Will and Julia have imported tiles from Italy since 2008. They spent months in Italy training on how to properly work on terra-cotta tiles. Will had to find a way to pay for his Wagyu obsession. Their favorite food while in Italy became true Italian Pizza. There is a big difference. Our crust is made out of imported Italian flour called Caputo OO. This flour is the same as you would have sitting in a pizzeria in Italy. It is all made fresh here. Secret Italian recipe San Marzano tomato (from Italy!) sauce and olive oil. Crispy crust and Mozzarella cheese. Then we add the Wagyu and Mangalitsa toppings. We believe this is the best pizza in North America. But it had to be cooked on a true stone fired oven. Our pizza oven is made by Marsal in New York. The same pizza oven used by competition chefs. Yet All of That at a very competitive price comparing to any other pizza in the country. Simply none will have our toppings. Right here in Seymour, Mo.


Dessert:


If you are going to serve this incredible food, we needed a dessert to match. There is no better ice cream than Frozen Custard. Thus, we added it to make the experience here complete. Our custard is made in house in a state of the art true custard machine.


Design:


Being in the design industry selling imported reclaimed tiles for 18 years from Italy, France and Spain, we could not build a restaurant without these elements! 

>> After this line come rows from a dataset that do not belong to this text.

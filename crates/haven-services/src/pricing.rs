//! Stay price calculator
//!
//! Pure computation: date range + nightly rate + fee schedule in, price
//! breakdown out. The same function serves the advisory quote endpoint and
//! the authoritative recompute on the create path, so a tampered client
//! total can never reach the books.

use haven_core::{
    models::{FeeSchedule, Quote},
    AppError, AppResult,
};
use chrono::NaiveDate;
use rust_decimal::{Decimal, RoundingStrategy};

/// Compute the price breakdown for a stay over `[start_date, end_date)`
///
/// The service fee is rounded half-up to whole currency units; every other
/// component passes through as given.
///
/// # Errors
///
/// - `InvalidRange` when the range covers no nights
/// - `InvalidInput` when the nightly rate is not positive
pub fn quote_stay(
    nightly_rate: Decimal,
    fees: &FeeSchedule,
    start_date: NaiveDate,
    end_date: NaiveDate,
) -> AppResult<Quote> {
    let nights = (end_date - start_date).num_days();
    if nights <= 0 {
        return Err(AppError::InvalidRange(format!(
            "stay from {} to {} covers no nights",
            start_date, end_date
        )));
    }

    if nightly_rate <= Decimal::ZERO {
        return Err(AppError::InvalidInput(format!(
            "nightly rate must be positive, got {}",
            nightly_rate
        )));
    }

    let subtotal = nightly_rate * Decimal::from(nights);
    let service_fee = (subtotal * fees.service_fee_rate)
        .round_dp_with_strategy(0, RoundingStrategy::MidpointAwayFromZero);
    let total = subtotal + service_fee + fees.cleaning_fee + fees.security_deposit;

    Ok(Quote {
        nights,
        subtotal,
        service_fee,
        cleaning_fee: fees.cleaning_fee,
        security_deposit: fees.security_deposit,
        total,
    })
}

#[cfg(test)]
mod tests {
    use super::*;
    use rust_decimal_macros::dec;

    fn date(y: i32, m: u32, d: u32) -> NaiveDate {
        NaiveDate::from_ymd_opt(y, m, d).unwrap()
    }

    fn standard_fees() -> FeeSchedule {
        FeeSchedule {
            cleaning_fee: dec!(20),
            security_deposit: dec!(50),
            service_fee_rate: dec!(0.12),
        }
    }

    #[test]
    fn test_three_night_stay() {
        // $100/night, 2024-03-01 -> 2024-03-04: 3 nights
        let quote = quote_stay(
            dec!(100),
            &standard_fees(),
            date(2024, 3, 1),
            date(2024, 3, 4),
        )
        .unwrap();

        assert_eq!(quote.nights, 3);
        assert_eq!(quote.subtotal, dec!(300));
        assert_eq!(quote.service_fee, dec!(36));
        assert_eq!(quote.cleaning_fee, dec!(20));
        assert_eq!(quote.security_deposit, dec!(50));
        assert_eq!(quote.total, dec!(406));
        assert!(quote.is_consistent());
    }

    #[test]
    fn test_service_fee_rounds_half_up() {
        // 2 nights at $218.75 = $437.50 subtotal; 12% = $52.50 exactly on
        // the midpoint, which rounds up to $53
        let quote = quote_stay(
            dec!(218.75),
            &standard_fees(),
            date(2024, 3, 1),
            date(2024, 3, 3),
        )
        .unwrap();

        assert_eq!(quote.subtotal, dec!(437.50));
        assert_eq!(quote.service_fee, dec!(53));
        assert!(quote.is_consistent());
    }

    #[test]
    fn test_service_fee_rounds_down_below_midpoint() {
        // 1 night at $103: 12% = $12.36 -> $12
        let quote = quote_stay(
            dec!(103),
            &standard_fees(),
            date(2024, 3, 1),
            date(2024, 3, 2),
        )
        .unwrap();

        assert_eq!(quote.service_fee, dec!(12));
        assert_eq!(quote.total, dec!(103) + dec!(12) + dec!(20) + dec!(50));
    }

    #[test]
    fn test_other_components_not_rounded() {
        let fees = FeeSchedule {
            cleaning_fee: dec!(19.99),
            security_deposit: dec!(50.50),
            service_fee_rate: dec!(0.12),
        };
        let quote = quote_stay(dec!(100), &fees, date(2024, 3, 1), date(2024, 3, 2)).unwrap();

        assert_eq!(quote.cleaning_fee, dec!(19.99));
        assert_eq!(quote.security_deposit, dec!(50.50));
        assert!(quote.is_consistent());
    }

    #[test]
    fn test_empty_range_rejected() {
        let err = quote_stay(
            dec!(100),
            &standard_fees(),
            date(2024, 3, 4),
            date(2024, 3, 4),
        )
        .unwrap_err();
        assert!(matches!(err, AppError::InvalidRange(_)));

        let err = quote_stay(
            dec!(100),
            &standard_fees(),
            date(2024, 3, 4),
            date(2024, 3, 1),
        )
        .unwrap_err();
        assert!(matches!(err, AppError::InvalidRange(_)));
    }

    #[test]
    fn test_non_positive_rate_rejected() {
        let err = quote_stay(
            dec!(0),
            &standard_fees(),
            date(2024, 3, 1),
            date(2024, 3, 4),
        )
        .unwrap_err();
        assert!(matches!(err, AppError::InvalidInput(_)));
    }

    #[test]
    fn test_deterministic() {
        let a = quote_stay(
            dec!(129.99),
            &standard_fees(),
            date(2024, 7, 10),
            date(2024, 7, 17),
        )
        .unwrap();
        let b = quote_stay(
            dec!(129.99),
            &standard_fees(),
            date(2024, 7, 10),
            date(2024, 7, 17),
        )
        .unwrap();
        assert_eq!(a, b);
    }
}
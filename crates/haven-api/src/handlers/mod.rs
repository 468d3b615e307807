//! HTTP handlers for the Haven API

pub mod payment;
pub mod reservation;

pub use payment::configure as configure_payments;
pub use reservation::configure as configure_reservations;
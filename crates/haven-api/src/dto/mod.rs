//! Request/response DTOs for the Haven API

pub mod common;
pub mod payment;
pub mod reservation;

pub use common::ApiResponse;
pub use payment::{
    InitiatePaymentRequest, InitiatePaymentResponse, PaymentStatusRequest, PaymentStatusResponse,
};
pub use reservation::{
    AvailabilityRequest, CancelReservationRequest, CreateReservationRequest, QuoteRequest,
    QuoteResponse, ReservationResponse,
};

The Hawaiian/Beach theme came from Will’s childhood growing up near Corpus Christi, Texas going to beach weekly and dining in the original Whataburger on Ocean Drive. Thus, we also have palm trees. We created an atmosphere where you can feel like you are on a beach somewhere, forget about life’s troubles, and enjoy great food. You are on vacation when you enter Kobe Club Burgers! We’ve built a piece of paradise for you.


The Neal’s waited 8 months for the handmade custom pasta flooring tiles to be made for this project over 2022 and taking delivery in 2023. Many of the tables you will sit at today come from France. One is from a French vineyard and was used to taste wines in French country vineyards. The railings you see outside are from Wales and were hand forged in the late 1800’s. The butcher block table you see at the checkout is circa 1890 made in Paris, France - true antique butcher block table. The pastry table you see at pizza station was imported as well from France and is circa 1940. The windows you see in the front are late 1800’s from France. The antique iron flower planters you see in the front outside are from Wales. Antique clay chimneys are from London, England. The hexagon tiles you see on our stage are 150 years old handmade terra-cotta tiles from France. You can see the fingerprints from the craftsmen that made them. These are all things we have collected over the years. We decided to share them with you.


We greatly appreciate everyone who have helped make Kobe Club Burgers a reality. We want to Thank everyone for the great support we received from our amazing Seymour community! We are proud to be a part of this great community. We appreciate you being here. 


Some people asked why did you build your first restaurant in Seymour?

The answer is quite simple. It is our home.

Life is truly a journey and our journey has led us here. We hope you enjoy this part of your journey too!